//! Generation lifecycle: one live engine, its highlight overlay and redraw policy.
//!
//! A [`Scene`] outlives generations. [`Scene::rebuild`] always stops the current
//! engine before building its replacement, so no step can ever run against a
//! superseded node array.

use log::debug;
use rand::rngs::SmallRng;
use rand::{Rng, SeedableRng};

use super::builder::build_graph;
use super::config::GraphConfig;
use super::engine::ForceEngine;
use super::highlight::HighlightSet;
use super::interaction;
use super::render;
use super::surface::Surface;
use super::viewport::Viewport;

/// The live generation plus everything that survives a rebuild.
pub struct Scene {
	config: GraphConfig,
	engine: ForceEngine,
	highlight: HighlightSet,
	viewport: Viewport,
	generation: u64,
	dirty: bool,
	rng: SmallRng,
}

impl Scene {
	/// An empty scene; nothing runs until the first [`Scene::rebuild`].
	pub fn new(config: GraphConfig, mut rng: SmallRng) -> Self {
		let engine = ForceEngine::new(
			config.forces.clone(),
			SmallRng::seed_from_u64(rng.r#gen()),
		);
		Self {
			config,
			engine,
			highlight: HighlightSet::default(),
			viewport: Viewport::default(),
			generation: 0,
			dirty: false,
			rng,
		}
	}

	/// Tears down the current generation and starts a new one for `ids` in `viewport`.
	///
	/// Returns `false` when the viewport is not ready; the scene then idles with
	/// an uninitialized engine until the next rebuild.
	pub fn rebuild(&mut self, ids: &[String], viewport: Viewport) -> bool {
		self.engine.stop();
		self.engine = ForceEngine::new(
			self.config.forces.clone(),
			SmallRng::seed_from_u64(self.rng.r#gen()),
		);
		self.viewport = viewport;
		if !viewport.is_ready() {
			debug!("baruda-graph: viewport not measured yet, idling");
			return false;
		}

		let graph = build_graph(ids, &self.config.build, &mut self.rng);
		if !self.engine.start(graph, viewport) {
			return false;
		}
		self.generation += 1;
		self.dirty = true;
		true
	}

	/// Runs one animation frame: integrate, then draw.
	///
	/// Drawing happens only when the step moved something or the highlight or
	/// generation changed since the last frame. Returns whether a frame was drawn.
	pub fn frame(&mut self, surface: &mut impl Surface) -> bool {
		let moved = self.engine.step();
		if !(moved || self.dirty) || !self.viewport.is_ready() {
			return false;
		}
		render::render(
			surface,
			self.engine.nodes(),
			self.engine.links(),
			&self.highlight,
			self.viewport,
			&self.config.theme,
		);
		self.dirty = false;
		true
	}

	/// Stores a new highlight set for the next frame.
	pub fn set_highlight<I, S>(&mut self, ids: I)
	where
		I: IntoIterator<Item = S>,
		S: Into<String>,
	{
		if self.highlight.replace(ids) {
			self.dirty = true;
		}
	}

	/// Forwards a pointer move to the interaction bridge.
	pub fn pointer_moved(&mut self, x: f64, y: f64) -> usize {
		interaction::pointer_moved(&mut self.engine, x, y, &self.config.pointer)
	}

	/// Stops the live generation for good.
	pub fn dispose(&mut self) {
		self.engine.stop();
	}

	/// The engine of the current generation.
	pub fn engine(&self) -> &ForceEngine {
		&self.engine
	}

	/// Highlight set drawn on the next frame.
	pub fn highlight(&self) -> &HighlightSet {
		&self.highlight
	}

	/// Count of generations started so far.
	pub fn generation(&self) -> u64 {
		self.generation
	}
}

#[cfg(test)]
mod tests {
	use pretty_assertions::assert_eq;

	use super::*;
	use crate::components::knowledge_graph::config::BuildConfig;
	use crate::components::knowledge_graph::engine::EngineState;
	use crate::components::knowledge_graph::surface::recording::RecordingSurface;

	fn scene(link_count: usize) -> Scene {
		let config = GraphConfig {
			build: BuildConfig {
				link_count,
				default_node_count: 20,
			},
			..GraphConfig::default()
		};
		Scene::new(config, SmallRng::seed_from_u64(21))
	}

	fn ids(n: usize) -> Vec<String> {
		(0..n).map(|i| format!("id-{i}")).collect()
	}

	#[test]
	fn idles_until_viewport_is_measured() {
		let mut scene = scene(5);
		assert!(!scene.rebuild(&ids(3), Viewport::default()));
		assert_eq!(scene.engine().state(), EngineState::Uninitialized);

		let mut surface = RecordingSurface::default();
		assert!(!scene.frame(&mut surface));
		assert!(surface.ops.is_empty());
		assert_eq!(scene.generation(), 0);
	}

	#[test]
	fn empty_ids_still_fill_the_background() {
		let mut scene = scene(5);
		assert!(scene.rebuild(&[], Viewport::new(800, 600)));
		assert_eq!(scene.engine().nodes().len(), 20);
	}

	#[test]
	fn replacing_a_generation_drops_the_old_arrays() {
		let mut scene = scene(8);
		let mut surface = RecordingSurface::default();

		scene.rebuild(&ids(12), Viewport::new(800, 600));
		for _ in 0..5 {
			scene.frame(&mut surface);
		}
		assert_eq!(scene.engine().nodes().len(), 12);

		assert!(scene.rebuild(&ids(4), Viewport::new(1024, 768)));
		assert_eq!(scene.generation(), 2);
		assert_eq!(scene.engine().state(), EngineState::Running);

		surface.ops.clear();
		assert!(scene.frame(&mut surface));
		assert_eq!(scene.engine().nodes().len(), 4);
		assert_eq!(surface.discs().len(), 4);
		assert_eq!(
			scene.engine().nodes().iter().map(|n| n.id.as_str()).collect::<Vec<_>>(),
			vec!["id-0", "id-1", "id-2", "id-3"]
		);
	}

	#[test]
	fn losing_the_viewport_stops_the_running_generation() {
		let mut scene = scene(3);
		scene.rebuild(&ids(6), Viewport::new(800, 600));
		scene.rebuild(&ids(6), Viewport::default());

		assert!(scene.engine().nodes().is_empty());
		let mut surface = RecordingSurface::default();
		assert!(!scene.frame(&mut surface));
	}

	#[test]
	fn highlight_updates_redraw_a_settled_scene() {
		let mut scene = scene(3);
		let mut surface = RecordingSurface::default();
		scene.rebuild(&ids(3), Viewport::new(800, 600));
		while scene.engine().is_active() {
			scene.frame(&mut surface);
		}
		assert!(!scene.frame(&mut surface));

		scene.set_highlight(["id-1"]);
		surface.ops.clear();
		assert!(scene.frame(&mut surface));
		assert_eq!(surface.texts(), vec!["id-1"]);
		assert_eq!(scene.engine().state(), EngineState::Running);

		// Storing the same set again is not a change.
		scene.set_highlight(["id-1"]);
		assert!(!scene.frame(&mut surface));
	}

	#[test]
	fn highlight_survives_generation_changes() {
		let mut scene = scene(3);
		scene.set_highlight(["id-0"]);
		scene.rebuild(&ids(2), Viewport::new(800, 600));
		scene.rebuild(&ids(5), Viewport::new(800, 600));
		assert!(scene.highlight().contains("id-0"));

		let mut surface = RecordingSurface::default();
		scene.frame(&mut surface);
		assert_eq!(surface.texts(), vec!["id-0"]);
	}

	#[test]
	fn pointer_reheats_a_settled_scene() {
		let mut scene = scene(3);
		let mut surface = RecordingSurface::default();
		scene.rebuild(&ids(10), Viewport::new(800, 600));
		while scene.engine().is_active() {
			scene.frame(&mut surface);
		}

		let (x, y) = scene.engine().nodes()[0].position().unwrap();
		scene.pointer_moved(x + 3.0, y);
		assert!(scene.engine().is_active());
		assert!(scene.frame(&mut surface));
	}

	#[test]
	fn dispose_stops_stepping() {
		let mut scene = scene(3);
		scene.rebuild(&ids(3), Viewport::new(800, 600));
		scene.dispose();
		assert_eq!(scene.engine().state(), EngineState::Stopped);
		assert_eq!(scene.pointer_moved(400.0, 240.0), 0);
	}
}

****************

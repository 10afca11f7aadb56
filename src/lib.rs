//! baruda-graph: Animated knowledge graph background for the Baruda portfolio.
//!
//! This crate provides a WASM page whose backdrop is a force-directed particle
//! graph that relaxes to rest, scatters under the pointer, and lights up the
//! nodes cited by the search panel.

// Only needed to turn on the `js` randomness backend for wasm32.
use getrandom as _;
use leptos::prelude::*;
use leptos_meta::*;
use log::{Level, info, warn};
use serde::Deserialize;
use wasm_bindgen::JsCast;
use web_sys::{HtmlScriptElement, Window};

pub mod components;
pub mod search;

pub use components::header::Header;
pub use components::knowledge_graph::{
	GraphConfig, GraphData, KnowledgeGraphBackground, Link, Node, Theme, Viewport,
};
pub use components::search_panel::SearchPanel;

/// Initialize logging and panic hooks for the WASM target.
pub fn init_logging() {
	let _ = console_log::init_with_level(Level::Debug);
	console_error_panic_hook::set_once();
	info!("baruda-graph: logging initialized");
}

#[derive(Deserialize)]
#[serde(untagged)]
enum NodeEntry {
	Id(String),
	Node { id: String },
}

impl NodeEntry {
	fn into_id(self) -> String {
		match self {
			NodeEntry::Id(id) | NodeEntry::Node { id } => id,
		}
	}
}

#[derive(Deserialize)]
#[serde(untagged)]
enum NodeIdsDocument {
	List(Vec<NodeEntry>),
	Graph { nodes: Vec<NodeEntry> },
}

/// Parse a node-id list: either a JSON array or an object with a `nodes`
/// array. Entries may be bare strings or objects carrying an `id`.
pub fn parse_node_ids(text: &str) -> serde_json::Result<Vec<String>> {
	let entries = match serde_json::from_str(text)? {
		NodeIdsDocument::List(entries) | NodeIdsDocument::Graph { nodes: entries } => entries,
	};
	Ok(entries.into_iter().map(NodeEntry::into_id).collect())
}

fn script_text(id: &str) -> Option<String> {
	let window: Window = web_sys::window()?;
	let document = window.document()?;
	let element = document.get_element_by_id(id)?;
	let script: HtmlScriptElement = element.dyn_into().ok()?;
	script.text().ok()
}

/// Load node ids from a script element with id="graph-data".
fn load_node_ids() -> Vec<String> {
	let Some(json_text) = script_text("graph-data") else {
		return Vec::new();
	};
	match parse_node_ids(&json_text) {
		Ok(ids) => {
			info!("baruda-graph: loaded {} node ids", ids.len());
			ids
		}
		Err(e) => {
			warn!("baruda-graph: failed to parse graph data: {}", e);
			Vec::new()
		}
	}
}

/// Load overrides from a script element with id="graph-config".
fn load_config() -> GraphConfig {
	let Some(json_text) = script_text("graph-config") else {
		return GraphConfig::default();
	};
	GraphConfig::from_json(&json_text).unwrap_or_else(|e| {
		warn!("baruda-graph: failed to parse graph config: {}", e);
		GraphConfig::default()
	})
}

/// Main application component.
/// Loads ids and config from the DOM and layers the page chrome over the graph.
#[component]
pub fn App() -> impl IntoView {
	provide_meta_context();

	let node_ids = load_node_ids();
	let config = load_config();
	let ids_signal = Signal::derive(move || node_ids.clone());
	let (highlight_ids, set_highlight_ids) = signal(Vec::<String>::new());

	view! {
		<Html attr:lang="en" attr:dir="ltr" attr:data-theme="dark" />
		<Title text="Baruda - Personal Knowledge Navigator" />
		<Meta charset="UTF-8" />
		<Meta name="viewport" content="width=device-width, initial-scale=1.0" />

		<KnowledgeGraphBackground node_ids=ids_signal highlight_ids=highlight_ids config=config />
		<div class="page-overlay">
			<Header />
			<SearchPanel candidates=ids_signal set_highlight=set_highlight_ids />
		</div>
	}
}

****************

(TASK OBJECTIVE): Each line of the data that has the string "info" should be returned.

(TASK ANSWER):
use log::{Level, info, warn};
	info!("baruda-graph: logging initialized");
			info!("baruda-graph: loaded {} node ids", ids.len());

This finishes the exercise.